12 - Overarching issues
       Removal of duty to consult HSRs - the duplicated general provisions to consult with
        HSRs have been removed and covered under the general duties section whilst any
        requirement specific to asbestos have been translated.
       Removal of duty to assess risk – not such an issue in Asbestos as the regs still require
        an asbestos register to be completed, kept up to date, and reviewed every 5 years and
        in certain circumstances, including if requested by the HSR. There is a duty to control
        risk, and to review risk control measures triggered by certain events.
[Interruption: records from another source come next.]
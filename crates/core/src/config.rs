// SPDX-License-Identifier: BUSL-1.1
// Copyright (c) 2026 Alfred Jean LLC

//! Backend configuration (`relay.toml`)
//!
//! The file is parsed into `Raw*` structs that mirror the TOML layout, then
//! validated into a [`BackendConfig`]. Environment variables override the
//! connection settings.

use crate::log::{LogFilter, LogKind};
use crate::workspace::WorkspaceMapping;
use serde::Deserialize;
use std::path::{Path, PathBuf};
use std::time::Duration;
use thiserror::Error;

pub const ENV_TOKEN: &str = "RELAY_TOKEN";
pub const ENV_HOSTNAME: &str = "RELAY_HOSTNAME";
pub const ENV_ORGANIZATION: &str = "RELAY_ORGANIZATION";

/// Errors loading or validating backend configuration
#[derive(Debug, Error)]
pub enum ConfigError {
    #[error("failed to read {path}: {source}")]
    Io {
        path: PathBuf,
        #[source]
        source: std::io::Error,
    },
    #[error("TOML parse error: {0}")]
    Parse(#[from] toml::de::Error),
    #[error("missing required setting: {0}")]
    Missing(&'static str),
    #[error("only one of {0} may be set in [backend.workspaces]")]
    ConflictingWorkspaceMapping(&'static str),
    #[error("invalid setting {field}: {reason}")]
    Invalid { field: &'static str, reason: String },
}

/// Poll intervals and attempt caps
#[derive(Debug, Clone, PartialEq, Eq, Deserialize)]
#[serde(default, deny_unknown_fields)]
pub struct PollConfig {
    #[serde(with = "humantime_serde")]
    pub upload_poll_interval: Duration,
    pub upload_poll_attempts: u32,
    #[serde(with = "humantime_serde")]
    pub backoff_min: Duration,
    #[serde(with = "humantime_serde")]
    pub backoff_max: Duration,
    /// How often queue status is reported while a run waits
    #[serde(with = "humantime_serde")]
    pub status_interval: Duration,
}

impl Default for PollConfig {
    fn default() -> Self {
        Self {
            upload_poll_interval: Duration::from_millis(500),
            upload_poll_attempts: 60,
            backoff_min: Duration::from_secs(1),
            backoff_max: Duration::from_secs(3),
            status_interval: Duration::from_secs(30),
        }
    }
}

impl PollConfig {
    /// Delay before poll `iteration`: `min * 2^(iteration/5)`, capped at max
    pub fn backoff(&self, iteration: u32) -> Duration {
        let exponent = (f64::from(iteration) / 5.0).min(64.0);
        let secs = self.backoff_min.as_secs_f64() * exponent.exp2();
        Duration::try_from_secs_f64(secs)
            .unwrap_or(self.backoff_max)
            .min(self.backoff_max)
    }
}

/// HTTP client settings
#[derive(Debug, Clone, PartialEq, Eq, Deserialize)]
#[serde(default, deny_unknown_fields)]
pub struct HttpConfig {
    pub max_retries: u32,
    #[serde(with = "humantime_serde")]
    pub timeout: Duration,
}

impl Default for HttpConfig {
    fn default() -> Self {
        Self {
            max_retries: 30,
            timeout: Duration::from_secs(30),
        }
    }
}

/// Log streaming settings
#[derive(Debug, Clone, PartialEq, Eq, Deserialize)]
#[serde(default, deny_unknown_fields)]
pub struct LogConfig {
    /// Record kinds dropped while a final plan render is pending
    pub suppress: Vec<LogKind>,
}

impl Default for LogConfig {
    fn default() -> Self {
        Self {
            suppress: LogFilter::default_suppressed(),
        }
    }
}

impl LogConfig {
    pub fn filter(&self) -> LogFilter {
        LogFilter::new(self.suppress.iter().cloned())
    }
}

#[derive(Debug, Default, Deserialize)]
#[serde(default, deny_unknown_fields)]
struct RawConfig {
    backend: RawBackend,
    polling: PollConfig,
    http: HttpConfig,
    logs: LogConfig,
}

#[derive(Debug, Default, Deserialize)]
#[serde(default, deny_unknown_fields)]
struct RawBackend {
    hostname: Option<String>,
    organization: Option<String>,
    token: Option<String>,
    workspaces: RawWorkspaces,
}

#[derive(Debug, Default, Deserialize)]
#[serde(default, deny_unknown_fields)]
struct RawWorkspaces {
    name: Option<String>,
    prefix: Option<String>,
    tags: Option<Vec<String>>,
}

impl RawWorkspaces {
    fn into_mapping(self) -> Result<WorkspaceMapping, ConfigError> {
        match (self.name, self.prefix, self.tags) {
            (Some(_), Some(_), _) => Err(ConfigError::ConflictingWorkspaceMapping(
                "\"name\" and \"prefix\"",
            )),
            (Some(_), None, Some(_)) | (None, Some(_), Some(_)) => Err(
                ConfigError::ConflictingWorkspaceMapping("\"tags\" and \"name\"/\"prefix\""),
            ),
            (Some(name), None, None) => Ok(WorkspaceMapping::Name(name)),
            (None, Some(prefix), None) => Ok(WorkspaceMapping::Prefix(prefix)),
            (None, None, Some(tags)) if tags.is_empty() => Err(ConfigError::Invalid {
                field: "backend.workspaces.tags",
                reason: "at least one tag is required".to_string(),
            }),
            (None, None, Some(tags)) => Ok(WorkspaceMapping::Tags(tags)),
            (None, None, None) => Ok(WorkspaceMapping::None),
        }
    }
}

/// Validated backend configuration
#[derive(Debug, Clone, PartialEq, Eq)]
pub struct BackendConfig {
    pub hostname: String,
    pub organization: String,
    pub token: Option<String>,
    pub mapping: WorkspaceMapping,
    pub polling: PollConfig,
    pub http: HttpConfig,
    pub logs: LogConfig,
}

impl BackendConfig {
    /// Load from a file, with process environment overrides
    pub fn load(path: &Path) -> Result<Self, ConfigError> {
        let content = std::fs::read_to_string(path).map_err(|source| ConfigError::Io {
            path: path.to_path_buf(),
            source,
        })?;
        Self::parse(&content, |key| std::env::var(key).ok())
    }

    /// Like [`BackendConfig::load`], but a missing file counts as empty
    pub fn load_or_default(path: &Path) -> Result<Self, ConfigError> {
        if path.exists() {
            Self::load(path)
        } else {
            tracing::debug!(path = %path.display(), "no config file, using environment");
            Self::parse("", |key| std::env::var(key).ok())
        }
    }

    /// Parse TOML content, consulting `env` for overrides
    pub fn parse(
        content: &str,
        env: impl Fn(&str) -> Option<String>,
    ) -> Result<Self, ConfigError> {
        let raw: RawConfig = toml::from_str(content)?;
        let non_empty = |v: Option<String>| v.filter(|s| !s.trim().is_empty());

        let hostname = non_empty(env(ENV_HOSTNAME))
            .or(non_empty(raw.backend.hostname))
            .ok_or(ConfigError::Missing("backend.hostname"))?;
        let organization = non_empty(env(ENV_ORGANIZATION))
            .or(non_empty(raw.backend.organization))
            .ok_or(ConfigError::Missing("backend.organization"))?;
        let token = non_empty(env(ENV_TOKEN)).or(non_empty(raw.backend.token));

        if raw.polling.backoff_min > raw.polling.backoff_max {
            return Err(ConfigError::Invalid {
                field: "polling.backoff_min",
                reason: "must not exceed polling.backoff_max".to_string(),
            });
        }
        if raw.polling.upload_poll_attempts == 0 {
            return Err(ConfigError::Invalid {
                field: "polling.upload_poll_attempts",
                reason: "must be at least 1".to_string(),
            });
        }

        Ok(Self {
            hostname,
            organization,
            token,
            mapping: raw.backend.workspaces.into_mapping()?,
            polling: raw.polling,
            http: raw.http,
            logs: raw.logs,
        })
    }

    /// Base URL of the remote API
    pub fn base_url(&self) -> String {
        if self.hostname.starts_with("http://") || self.hostname.starts_with("https://") {
            self.hostname.trim_end_matches('/').to_string()
        } else {
            format!("https://{}", self.hostname.trim_end_matches('/'))
        }
    }
}

#[cfg(test)]
#[path = "config_tests.rs"]
mod tests;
These duties
        apply both to persons in control/management of a workplace, and the employer. In
        effect, this constitutes an on-going assessment.
13 - Other matters
In addition to the changes arising from overarching policy issues affecting all parts of the
Regulations (eg removal of the requirement to undertake risk assessment) and the changes
detailed above, the following changes have been made:
       The notification period for removal work undertaken by licence holders for small scale
        removal has been reduced to 24 hours.
       Notification requirements have been streamlined.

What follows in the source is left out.